:: Exercise details ::
Retype the listing that follows without a single change.

:: Extracted information ::

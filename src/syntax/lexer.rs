//! CBC tokenizer.
//!
//! Turns source text into a flat token vector. This is the only place that
//! touches characters; everything downstream works on token ids.

use pest::{iterators::Pair, Parser};
use pest_derive::Parser;
use tracing::debug;

use crate::errors::{to_source_span, CowabungaError, ErrorKind, ErrorReporting, ParseContext};
use crate::syntax::token::{Location, Span, Token, TokenKind};

#[derive(Parser)]
#[grammar = "syntax/tokens.pest"]
struct TokenGrammar;

// ============================================================================
// PUBLIC API
// ============================================================================

/// Tokenize the source held by `ctx`.
pub fn tokenize(ctx: &ParseContext) -> Result<Vec<Token>, CowabungaError> {
    let text = ctx.source.content.as_str();
    let mut pairs = TokenGrammar::parse(Rule::program, text)
        .map_err(|e| convert_pest_error(e, ctx))?;

    let Some(program) = pairs.next() else {
        return Ok(vec![]);
    };

    let tokens: Vec<Token> = program
        .into_inner()
        .filter(|p| p.as_rule() != Rule::EOI)
        .filter_map(make_token)
        .collect();

    if let Some(literal) = tokens
        .iter()
        .find(|t| t.is(TokenKind::IntegralNumber) && t.lexeme.parse::<i64>().is_err())
    {
        return Err(ctx.report(
            ErrorKind::InvalidLiteral {
                value: literal.lexeme.clone(),
            },
            to_source_span(literal.span),
        ));
    }

    debug!(source = %ctx.source.name, count = tokens.len(), "tokenized");
    Ok(tokens)
}

// ============================================================================
// INTERNAL HELPERS
// ============================================================================

fn token_kind(rule: Rule) -> Option<TokenKind> {
    let kind = match rule {
        Rule::definition => TokenKind::Definition,
        Rule::external_declaration => TokenKind::ExternalDeclaration,
        Rule::identifier => TokenKind::Identifier,
        Rule::integral_number => TokenKind::IntegralNumber,
        Rule::shift_left => TokenKind::ShiftLeft,
        Rule::shift_right => TokenKind::ShiftRight,
        Rule::assignment => TokenKind::Assignment,
        Rule::addition => TokenKind::Addition,
        Rule::subtraction => TokenKind::Subtraction,
        Rule::multiplication => TokenKind::Multiplication,
        Rule::expression_separator => TokenKind::ExpressionSeparator,
        Rule::argument_separator => TokenKind::ArgumentSeparator,
        Rule::body_begin => TokenKind::BodyBegin,
        Rule::body_end => TokenKind::BodyEnd,
        Rule::open_parentheses => TokenKind::OpenParentheses,
        Rule::close_parentheses => TokenKind::CloseParentheses,
        _ => return None,
    };
    Some(kind)
}

fn make_token(pair: Pair<Rule>) -> Option<Token> {
    let kind = token_kind(pair.as_rule())?;
    let span = pair.as_span();
    let (line, begin_column) = span.start_pos().line_col();
    let width = pair.as_str().chars().count();
    let location = Location {
        line,
        begin_column,
        end_column: begin_column + width.saturating_sub(1),
    };
    Some(Token::new(
        kind,
        pair.as_str(),
        Span::new(span.start(), span.end()),
        location,
    ))
}

fn convert_pest_error(error: pest::error::Error<Rule>, ctx: &ParseContext) -> CowabungaError {
    let text = ctx.source.content.as_str();
    let start = match error.location {
        pest::error::InputLocation::Pos(pos) => pos,
        pest::error::InputLocation::Span((start, _)) => start,
    };
    let lexeme = text[start..].chars().next().map(String::from).unwrap_or_default();
    let end = start + lexeme.len();
    ctx.report(ErrorKind::UnknownToken { lexeme }, (start..end).into())
}
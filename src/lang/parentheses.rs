//! Balanced-parentheses grammar
//!
//! `Sequence -> Nested | Nested Sequence`, `Nested -> ( ) | ( Sequence )`.
//! Each rule records its production when it fires, which makes the action
//! order of the engine visible.

use crate::errors::{CowabungaError, ErrorReporting, ParseContext, SourceContext};
use crate::grammar::{default_error, Grammar, GrammarRule, ParseFailure, Symbol};
use crate::syntax::{tokenize, Token, TokenKind};

pub const SEQUENCE: Symbol = Symbol::nonterminal(Symbol::FIRST_NONTERMINAL_ID);
pub const NESTED: Symbol = Symbol::nonterminal(Symbol::FIRST_NONTERMINAL_ID + 1);

const OPEN: Symbol = Symbol::token(TokenKind::OpenParentheses);
const CLOSE: Symbol = Symbol::token(TokenKind::CloseParentheses);

fn symbol_name(symbol: Symbol) -> String {
    if symbol == SEQUENCE {
        "Sequence".to_string()
    } else if symbol == NESTED {
        "Nested".to_string()
    } else {
        symbol.to_string()
    }
}

struct ParenthesesRule {
    lhs: Symbol,
    rhs: Vec<Symbol>,
    production: &'static str,
}

impl GrammarRule<Vec<String>> for ParenthesesRule {
    fn lhs(&self) -> Symbol {
        self.lhs
    }

    fn rhs(&self) -> &[Symbol] {
        &self.rhs
    }

    fn apply(&self, fired: &mut Vec<String>, _token: &Token) {
        fired.push(self.production.to_string());
    }

    fn produce_error(&self, failure: &ParseFailure, reporter: &dyn ErrorReporting) -> CowabungaError {
        default_error(failure, reporter, symbol_name).with_help("every '(' needs a matching ')'")
    }

    fn name(&self) -> String {
        self.production.to_string()
    }
}

pub fn parentheses_grammar() -> Grammar<Vec<String>> {
    let rule = |lhs, rhs: &[Symbol], production| ParenthesesRule {
        lhs,
        rhs: rhs.to_vec(),
        production,
    };
    Grammar::new(SEQUENCE)
        .add_rule(rule(SEQUENCE, &[NESTED], "Sequence ::= Nested"))
        .add_rule(rule(NESTED, &[OPEN, CLOSE], "Nested ::= ()"))
        .add_rule(rule(NESTED, &[OPEN, SEQUENCE, CLOSE], "Nested ::= (Sequence)"))
        .add_rule(rule(SEQUENCE, &[NESTED, SEQUENCE], "Sequence ::= Nested Sequence"))
}

/// Parses `text` and returns the productions in the order they fired.
pub fn parse_parentheses(source: &SourceContext) -> Result<Vec<String>, CowabungaError> {
    let lexing = ParseContext::new(source.clone(), "lex");
    let tokens = tokenize(&lexing)?;
    let mut fired = Vec::new();
    parentheses_grammar().parse(&tokens, &mut fired, &lexing.for_phase("grammar"))?;
    Ok(fired)
}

:: Exercise output ::
filename src/syntax/lexer.rs
//! CBC tokenizer.
//!
//! Turns source text into a flat token vector. This is the only place that
//! touches characters; everything downstream works on token ids.

use pest::{iterators::Pair, Parser};
use pest_derive::Parser;
use tracing::debug;

use crate::errors::{to_source_span, CowabungaError, ErrorKind, ErrorReporting, ParseContext};
use crate::syntax::token::{Location, Span, Token, TokenKind};

#[derive(Parser)]
#[grammar = "syntax/tokens.pest"]
struct TokenGrammar;

// ============================================================================
// PUBLIC API
// ============================================================================

/// Tokenize the source held by `ctx`.
pub fn tokenize(ctx: &ParseContext) -> Result<Vec<Token>, CowabungaError> {
    let text = ctx.source.content.as_str();
    let mut pairs = TokenGrammar::parse(Rule::program, text)
        .map_err(|e| convert_pest_error(e, ctx))?;

    let Some(program) = pairs.next() else {
        return Ok(vec![]);
    };

    let tokens: Vec<Token> = program
        .into_inner()
        .filter(|p| p.as_rule() != Rule::EOI)
        .filter_map(make_token)
        .collect();

    if let Some(literal) = tokens
        .iter()
        .find(|t| t.is(TokenKind::IntegralNumber) && t.lexeme.parse::<i64>().is_err())
    {
        return Err(ctx.report(
            ErrorKind::InvalidLiteral {
                value: literal.lexeme.clone(),
            },
            to_source_span(literal.span),
        ));
    }

    debug!(source = %ctx.source.name, count = tokens.len(), "tokenized");
    Ok(tokens)
}

// ============================================================================
// INTERNAL HELPERS
// ============================================================================

fn token_kind(rule: Rule) -> Option<TokenKind> {
    let kind = match rule {
        Rule::definition => TokenKind::Definition,
        Rule::external_declaration => TokenKind::ExternalDeclaration,
        Rule::identifier => TokenKind::Identifier,
        Rule::integral_number => TokenKind::IntegralNumber,
        Rule::shift_left => TokenKind::ShiftLeft,
        Rule::shift_right => TokenKind::ShiftRight,
        Rule::assignment => TokenKind::Assignment,
        Rule::addition => TokenKind::Addition,
        Rule::subtraction => TokenKind::Subtraction,
        Rule::multiplication => TokenKind::Multiplication,
        Rule::expression_separator => TokenKind::ExpressionSeparator,
        Rule::argument_separator => TokenKind::ArgumentSeparator,
        Rule::body_begin => TokenKind::BodyBegin,
        Rule::body_end => TokenKind::BodyEnd,
        Rule::open_parentheses => TokenKind::OpenParentheses,
        Rule::close_parentheses => TokenKind::CloseParentheses,
        _ => return None,
    };
    Some(kind)
}

fn make_token(pair: Pair<Rule>) -> Option<Token> {
    let kind = token_kind(pair.as_rule())?;
    let span = pair.as_span();
    let (line, begin_column) = span.start_pos().line_col();
    let width = pair.as_str().chars().count();
    let location = Location {
        line,
        begin_column,
        end_column: begin_column + width.saturating_sub(1),
    };
    Some(Token::new(
        kind,
        pair.as_str(),
        Span::new(span.start(), span.end()),
        location,
    ))
}

fn convert_pest_error(error: pest::error::Error<Rule>, ctx: &ParseContext) -> CowabungaError {
    let text = ctx.source.content.as_str();
    let start = match error.location {
        pest::error::InputLocation::Pos(pos) => pos,
        pest::error::InputLocation::Span((start, _)) => start,
    };
    let lexeme = text[start..].chars().next().map(String::from).unwrap_or_default();
    let end = start + lexeme.len();
    ctx.report(ErrorKind::UnknownToken { lexeme }, (start..end).into())
}
filename src/lang/parentheses.rs
//! Balanced-parentheses grammar
//!
//! `Sequence -> Nested | Nested Sequence`, `Nested -> ( ) | ( Sequence )`.
//! Each rule records its production when it fires, which makes the action
//! order of the engine visible.

use crate::errors::{CowabungaError, ErrorReporting, ParseContext, SourceContext};
use crate::grammar::{default_error, Grammar, GrammarRule, ParseFailure, Symbol};
use crate::syntax::{tokenize, Token, TokenKind};

pub const SEQUENCE: Symbol = Symbol::nonterminal(Symbol::FIRST_NONTERMINAL_ID);
pub const NESTED: Symbol = Symbol::nonterminal(Symbol::FIRST_NONTERMINAL_ID + 1);

const OPEN: Symbol = Symbol::token(TokenKind::OpenParentheses);
const CLOSE: Symbol = Symbol::token(TokenKind::CloseParentheses);

fn symbol_name(symbol: Symbol) -> String {
    if symbol == SEQUENCE {
        "Sequence".to_string()
    } else if symbol == NESTED {
        "Nested".to_string()
    } else {
        symbol.to_string()
    }
}

struct ParenthesesRule {
    lhs: Symbol,
    rhs: Vec<Symbol>,
    production: &'static str,
}

impl GrammarRule<Vec<String>> for ParenthesesRule {
    fn lhs(&self) -> Symbol {
        self.lhs
    }

    fn rhs(&self) -> &[Symbol] {
        &self.rhs
    }

    fn apply(&self, fired: &mut Vec<String>, _token: &Token) {
        fired.push(self.production.to_string());
    }

    fn produce_error(&self, failure: &ParseFailure, reporter: &dyn ErrorReporting) -> CowabungaError {
        default_error(failure, reporter, symbol_name).with_help("every '(' needs a matching ')'")
    }

    fn name(&self) -> String {
        self.production.to_string()
    }
}

pub fn parentheses_grammar() -> Grammar<Vec<String>> {
    let rule = |lhs, rhs: &[Symbol], production| ParenthesesRule {
        lhs,
        rhs: rhs.to_vec(),
        production,
    };
    Grammar::new(SEQUENCE)
        .add_rule(rule(SEQUENCE, &[NESTED], "Sequence ::= Nested"))
        .add_rule(rule(NESTED, &[OPEN, CLOSE], "Nested ::= ()"))
        .add_rule(rule(NESTED, &[OPEN, SEQUENCE, CLOSE], "Nested ::= (Sequence)"))
        .add_rule(rule(SEQUENCE, &[NESTED, SEQUENCE], "Sequence ::= Nested Sequence"))
}

/// Parses `text` and returns the productions in the order they fired.
pub fn parse_parentheses(source: &SourceContext) -> Result<Vec<String>, CowabungaError> {
    let lexing = ParseContext::new(source.clone(), "lex");
    let tokens = tokenize(&lexing)?;
    let mut fired = Vec::new();
    parentheses_grammar().parse(&tokens, &mut fired, &lexing.for_phase("grammar"))?;
    Ok(fired)
}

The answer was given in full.